* **What you will do**
For the word "this", return each line of the data in which it occurs.

* **Records to process**
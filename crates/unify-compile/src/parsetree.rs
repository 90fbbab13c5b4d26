//! The external parse-tree contract: the node shapes a lexer/parser
//! collaborator hands to the compiler. Lexing, parsing, and file/package
//! resolution are explicitly out of scope for this crate — this module only
//! declares the data the compiler consumes, the same way the teacher's
//! `parser::ast` types are a pure data layer its `compile` module walks.

use unify_core::Pos;

/// Identity of an AST node that introduces a lexical scope (a `File`, a
/// `StructLit`, a comprehension clause, a `LetClause`/`Alias`, or a pattern
/// binding `[X=pattern]:`). The external parser assigns these; the compiler
/// never allocates them itself, it only compares them for scope-stack
/// lookups ("walks the AST's lexical-scope back-links").
pub type NodeId = u32;

#[derive(Clone, Debug)]
pub struct File {
    pub package: Option<String>,
    pub imports: Vec<ImportSpec>,
    pub decls: Vec<Decl>,
    pub node_id: NodeId,
}

#[derive(Clone, Debug)]
pub struct ImportSpec {
    pub path: String,
    pub alias: Option<String>,
    pub pos: Pos,
    /// Scope-introducing identity for this import binding: an `IdentRef`
    /// naming the alias (or the default package name) carries this as its
    /// `binder` (same back-link scheme as any other scope).
    pub node_id: NodeId,
}

#[derive(Clone, Debug)]
pub enum Lit {
    Null,
    Bool(bool),
    /// Decimal text, kept as a string so the compiler can parse it straight
    /// into a `BigInt` without an intermediate lossy `i64`/`f64` hop.
    Int(String),
    Float(f64),
    Str(String),
    Bytes(Vec<u8>),
}

/// An identifier with the lexical back-pointer the parse tree is required
/// to carry ("`Ident` (with lexical `Scope`/`Node` back-pointers)").
/// `binder` is `None` for predeclared names (`int`, `_`, ...) and genuinely
/// unresolved identifiers — the compiler tells those two cases apart by
/// checking the predeclared table first.
#[derive(Clone, Debug)]
pub struct IdentRef {
    pub name: String,
    pub binder: Option<NodeId>,
    pub pos: Pos,
}

#[derive(Clone, Copy, PartialEq, Eq, Debug)]
pub enum BinOpToken {
    Unify,
    Disjoin,
    Eq,
    Neq,
    Lt,
    Le,
    Gt,
    Ge,
    And,
    Or,
    Matches,
    NotMatches,
    Add,
    Sub,
    Mul,
    Div,
    IntDiv,
    IntMod,
    IntQuo,
    IntRem,
}

#[derive(Clone, Copy, PartialEq, Eq, Debug)]
pub enum UnaryOpToken {
    Neg,
    Not,
    Plus,
}

#[derive(Clone, Debug)]
pub enum InterpSegment {
    Str(String),
    Expr(Box<Expr>),
}

#[derive(Clone, Debug)]
pub enum Expr {
    BasicLit(Lit),
    Ident(IdentRef),
    StructLit(Vec<Decl>),
    ListLit(Vec<Elem>),
    Ellipsis(Option<Box<Expr>>),
    Binary {
        op: BinOpToken,
        lhs: Box<Expr>,
        rhs: Box<Expr>,
        pos: Pos,
    },
    Unary {
        op: UnaryOpToken,
        operand: Box<Expr>,
        pos: Pos,
    },
    Call {
        func: Box<Expr>,
        args: Vec<Expr>,
        pos: Pos,
    },
    Selector {
        base: Box<Expr>,
        field: String,
        pos: Pos,
    },
    Index {
        base: Box<Expr>,
        index: Box<Expr>,
        pos: Pos,
    },
    Slice {
        base: Box<Expr>,
        lo: Option<Box<Expr>>,
        hi: Option<Box<Expr>>,
        pos: Pos,
    },
    Interpolation(Vec<InterpSegment>),
    Comprehension(Comprehension),
    /// `X=expr`, binding `X` for later `X.field`/pattern-label references.
    Alias {
        name: String,
        expr: Box<Expr>,
        node_id: NodeId,
        pos: Pos,
    },
    Bad(Pos),
}

/// A field label, already classified by the lexer into its definition/hidden
/// flags ("definitional labels force `DefinitionLabel`..."). `alias`
/// captures a pattern binding such as `[X=string]: ...`.
#[derive(Clone, Debug)]
pub enum LabelText {
    Ident(String),
    String(String),
    Int(i64),
    /// `[expr]: ...`: a bulk-optional or dynamic label computed at
    /// evaluation time.
    Computed(Box<Expr>),
}

#[derive(Clone, Debug)]
pub struct Label {
    pub text: LabelText,
    pub is_definition: bool,
    pub is_hidden: bool,
    /// `X` in `[X=pattern]: ...`, if the pattern binds an alias to itself.
    pub alias: Option<String>,
    pub alias_node_id: Option<NodeId>,
    pub pos: Pos,
}

#[derive(Clone, Debug)]
pub enum Decl {
    Field {
        label: Label,
        optional: bool,
        value: Expr,
        pos: Pos,
    },
    /// `[pattern]: value` where `pattern` is not reducible to a single
    /// constant label.
    BulkOptional {
        label: Label,
        value: Expr,
        pos: Pos,
    },
    Ellipsis(Option<Expr>),
    Embed(Expr),
    LetClause {
        name: String,
        expr: Expr,
        node_id: NodeId,
        pos: Pos,
    },
    Alias {
        name: String,
        expr: Expr,
        node_id: NodeId,
        pos: Pos,
    },
    Comprehension(Comprehension),
    Bad(Pos),
}

#[derive(Clone, Debug)]
pub enum Elem {
    Expr(Expr),
    Ellipsis(Option<Expr>),
    Comprehension(Comprehension),
}

#[derive(Clone, Debug)]
pub enum ComprehensionBody {
    Struct(Vec<Decl>),
    List(Vec<Elem>),
}

#[derive(Clone, Debug)]
pub enum Clause {
    For {
        key: Option<String>,
        value: String,
        source: Expr,
        node_id: NodeId,
        pos: Pos,
    },
    If {
        condition: Expr,
        pos: Pos,
    },
    Let {
        name: String,
        expr: Expr,
        node_id: NodeId,
        pos: Pos,
    },
}

#[derive(Clone, Debug)]
pub struct Comprehension {
    pub clauses: Vec<Clause>,
    pub body: ComprehensionBody,
    pub node_id: NodeId,
}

* **Answer section**
//! resolution are explicitly out of scope for this crate — this module only
    /// Scope-introducing identity for this import binding: an `IdentRef`
    /// naming the alias (or the default package name) carries this as its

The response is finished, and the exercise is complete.